What was going through your head at the end of the race?
Drysdale: I knew I'd had a good race, so you had to be happy with the result. But, it was an agonizing wait. I knew a couple of strokes before the line, he probably caught me, maybe even passed me, and I just chucked on a few short ones and was just hoping. You know, I've lost two very tight ones the last two years, and to come away with one that apparently is the closest race in Olympic history, it's pretty special.
It must have just seemed like an eternity after that. What was running through your mind? Do you remember?
Drysdale: Yeah, it was nerve-wracking. You know, Damir turned to me.

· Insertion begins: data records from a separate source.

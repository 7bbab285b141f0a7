//! # rylr -- Async driver for REYAX RYLR-family LoRa modules
//!
//! `rylr` drives an RYLR896/RYLR998 LoRa module over its serial AT command
//! link. The modules are half-duplex command/response devices that can also
//! emit an unsolicited `+RCV=` line at any time when a radio packet arrives;
//! the heart of this crate is the protocol engine that classifies every
//! incoming line, correlates replies to pending commands FIFO over the
//! single ordered stream, and decodes packet announcements without being
//! confused by separators embedded in the payload.
//!
//! ## Quick Start
//!
//! ```no_run
//! use rylr::RylrBuilder;
//!
//! #[tokio::main]
//! async fn main() -> anyhow::Result<()> {
//!     let driver = RylrBuilder::new()
//!         .serial_port("/dev/ttyUSB0")
//!         .build()
//!         .await?;
//!
//!     // Push the configured frequency and radio parameters.
//!     driver.init().await?;
//!
//!     driver.send("Hello world!").await?;
//!     let packet = driver.recv_packet().await?;
//!     println!("{} (rssi {}, snr {})", packet.payload, packet.rssi, packet.snr);
//!     Ok(())
//! }
//! ```
//!
//! ## Architecture
//!
//! | Crate                 | Purpose                                        |
//! |-----------------------|------------------------------------------------|
//! | `rylr-core`           | [`Transport`] trait, [`Packet`], errors        |
//! | `rylr-transport`      | Serial port transport                          |
//! | `rylr-test-harness`   | `MockTransport` for hardware-free testing      |
//! | **`rylr`**            | This crate -- protocol engine and driver API   |
//!
//! A background reader task is the sole reader of the byte stream. Command
//! calls write, register a FIFO waiter, and suspend until the reader
//! resolves them; received packets are handed to either a poll mailbox
//! (default, single-slot, overwrite-on-arrival) or a callback chosen at
//! build time via [`RylrBuilder::on_packet`].

pub mod builder;
pub mod commands;
pub mod correlator;
pub mod driver;
pub mod params;
pub mod protocol;
pub mod receive;

mod reader;

pub use builder::RylrBuilder;
pub use driver::{Rylr, BROADCAST_ADDRESS};
pub use receive::PacketHandler;

// Re-export the core types applications interact with.
pub use rylr_core::{Error, ModuleConfig, Packet, Result, Transport};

He said, "What was it?" I said, "I have no idea." You know, we're just looking at each other, looking at the board, just waiting, waiting, waiting. As I say, I knew that I'd put out a great race and I would've been happy either way, but obviously the gold medal is just that much more special. That was the goal that I've come here with, and to achieve it is special.

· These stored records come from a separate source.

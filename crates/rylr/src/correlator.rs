//! Response correlator: matches reply lines to pending commands.
//!
//! The module answers commands on the same ordered byte stream it uses for
//! unsolicited packet announcements, with no request ids. Correctness
//! therefore rests on one assumption: the module answers commands strictly
//! in the order they were issued. The correlator encodes that assumption as
//! a FIFO queue of one-shot waiters -- the Nth reply line resolves the Nth
//! waiter still queued, never out of order, never more than one.
//!
//! The correlator is owned by the driver handle and shared with the reader
//! task; it is the single synchronization point between concurrent command
//! callers and the reader loop.

use std::collections::VecDeque;
use std::sync::Mutex;

use tokio::sync::oneshot;
use tracing::{debug, trace};

/// One queued waiter: a registration id plus the one-shot channel the
/// suspended command call is waiting on.
struct Waiter {
    id: u64,
    tx: oneshot::Sender<String>,
}

#[derive(Default)]
struct Inner {
    queue: VecDeque<Waiter>,
    next_id: u64,
    /// The most recently received reply line, overwritten on each
    /// resolution. Kept for diagnostics; the waiter itself receives the
    /// text through its one-shot channel.
    last_response: Option<String>,
}

/// FIFO queue of pending-command waiters plus the most recent reply text.
#[derive(Default)]
pub struct Correlator {
    inner: Mutex<Inner>,
}

impl Correlator {
    pub fn new() -> Self {
        Self::default()
    }

    /// Append a new waiter to the FIFO tail.
    ///
    /// Returns the registration id (for [`unregister`](Self::unregister))
    /// and the receiver the caller suspends on. Registration must happen no
    /// later than the command write so a fast reply cannot arrive before
    /// its waiter is queued.
    pub fn register(&self) -> (u64, oneshot::Receiver<String>) {
        let (tx, rx) = oneshot::channel();
        let mut inner = self.inner.lock().unwrap();
        let id = inner.next_id;
        inner.next_id += 1;
        inner.queue.push_back(Waiter { id, tx });
        trace!(id, pending = inner.queue.len(), "waiter registered");
        (id, rx)
    }

    /// Remove a waiter that will never be resolved (write failure, command
    /// timeout). No-op if the waiter was already resolved.
    ///
    /// Without this, an abandoned slot would stay in the queue and the next
    /// reply line would resolve it instead of the command that actually
    /// caused the reply.
    pub fn unregister(&self, id: u64) {
        let mut inner = self.inner.lock().unwrap();
        if let Some(pos) = inner.queue.iter().position(|w| w.id == id) {
            inner.queue.remove(pos);
            trace!(id, pending = inner.queue.len(), "waiter unregistered");
        }
    }

    /// Resolve the oldest pending waiter with a reply line.
    ///
    /// Stores `text` as the most recent response, pops the oldest waiter if
    /// any and signals it. When the queue is empty the line is discarded:
    /// the module produced output with nobody listening, which is not an
    /// error.
    pub fn resolve(&self, text: &str) {
        let mut inner = self.inner.lock().unwrap();
        inner.last_response = Some(text.to_string());
        match inner.queue.pop_front() {
            Some(waiter) => {
                trace!(id = waiter.id, line = text, "resolving waiter");
                // The receiver may have been dropped by a caller that gave
                // up between resolution and timeout cleanup; the line is
                // still consumed by this slot.
                let _ = waiter.tx.send(text.to_string());
            }
            None => {
                debug!(line = text, "reply line with no pending waiter, discarding");
            }
        }
    }

    /// Number of waiters currently queued.
    pub fn pending(&self) -> usize {
        self.inner.lock().unwrap().queue.len()
    }

    /// The most recently received reply line, if any.
    pub fn last_response(&self) -> Option<String> {
        self.inner.lock().unwrap().last_response.clone()
    }
}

It's quite incredible to think that four years, all the work you've put in came down to that margin.
Drysdale: Yeah. It is. I guess those are the hardest ones to lose because you just think of all the what-ifs. But, this year has been a dream, really. I haven't had any hiccups. I haven't had any injuries. So I knew coming in here, I certainly had given myself the best shot I could. It was about performing in this one race, and to be able to go and put it on the line and do it. I raced really well. Last 500 I had sort of spent myself, but I thought I had done enough to get away. I found something out of somewhere, and that was a pretty incredible finish.

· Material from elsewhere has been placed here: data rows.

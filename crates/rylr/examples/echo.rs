//! Echo every received packet back to the air.
//!
//! Demonstrates mailbox (poll) receive delivery: `recv()` suspends until
//! the next packet arrives, the payload is printed, then retransmitted to
//! the broadcast address. Pair with a second module running the
//! `hello_world` example.
//!
//! # Requirements
//!
//! - An RYLR896/RYLR998 module on a serial port
//! - The port path adjusted for your system
//!
//! # Usage
//!
//! ```sh
//! cargo run -p rylr --example echo
//! ```

use rylr::RylrBuilder;

#[tokio::main]
async fn main() -> anyhow::Result<()> {
    tracing_subscriber::fmt::init();

    // Adjust this to match your system's serial port.
    let serial_port = "/dev/ttyUSB0";

    let driver = RylrBuilder::new().serial_port(serial_port).build().await?;
    driver.init().await?;

    println!("Echoing on {}. Ctrl-C to stop.", serial_port);
    loop {
        let data = driver.recv().await?;
        println!("{}", data);
        driver.send(&data).await?;
    }
}
//! Module configuration snapshot.
//!
//! [`ModuleConfig`] holds the driver's in-memory copy of the module state.
//! It is mutated only through the driver's setter calls, which round-trip
//! the module; the copy is authoritative only until the next
//! radio-parameter change recomputes and re-sends the wire representation.

/// In-memory copy of the module configuration.
///
/// Defaults match the factory state of an RYLR896/RYLR998 module on the
/// US 915 MHz band.
#[derive(Debug, Clone, PartialEq)]
pub struct ModuleConfig {
    /// Carrier frequency in hertz.
    pub frequency_hz: u64,
    /// Requested channel bandwidth in hertz. The wire command carries a
    /// bucket index into the module's table of representable bandwidths,
    /// not this raw value.
    pub bandwidth_hz: u32,
    /// LoRa spreading factor.
    pub spreading_factor: u8,
    /// LoRa coding rate (4/x notation; the module accepts 5 through 8).
    pub coding_rate: u8,
    /// Preamble length in symbols.
    pub preamble_length: u8,
    /// Network id shared by all modules that should hear each other.
    pub network_id: u8,
    /// This module's own address.
    pub device_address: u16,
    /// AES-128 key as 32 hex characters, if encryption is enabled.
    pub aes_key: Option<String>,
    /// UART baud rate.
    pub baud_rate: u32,
}

impl Default for ModuleConfig {
    fn default() -> Self {
        ModuleConfig {
            frequency_hz: 915_000_000,
            bandwidth_hz: 250_000,
            spreading_factor: 10,
            coding_rate: 8,
            preamble_length: 4,
            network_id: 18,
            device_address: 0,
            aes_key: None,
            baud_rate: 115_200,
        }
    }
}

Can you describe the last 50 or 60 meters? Because Damir did seem to take the lead.
Drysdale: I could see him coming and I tried to respond. I just didn't have much left. Then you just get close to the line. It's just about stacking and strokes. I didn't look again. I just knew that I had to put in as many as I could and push as hard as I could. That was all I had. Had I lost that one, you know, I lost it. There was nothing more I could've done.
So, you think the difference was you put in a few more shorter strokes compared to him?
Drysdale: Maybe. I don't know. It was something I haven't really tried before. I've lost a few tight ones. I just thought, at least whack in as many as you can and give yourself the best chance on the surge. I think that's what it would've come down to.
How does it compare to London for you, this win?
Drysdale: London was special because that was the defining thing I needed in my career. This Olympics, I've been much more relaxed and enjoying it because I didn't have that pressure on my shoulders. I guess with the way the week came, there's a lot of pressure. You had to perform for the team and do it for New Zealand. We haven't had our best regatta and I knew how important it was. Certainly you only get a few opportunities in your life to win an Olympic gold medal. You've got to try to make the most of them and knowing how much Beijing hurt not coming away with a result. I guess you know how to win and that certainly helps in situations like that.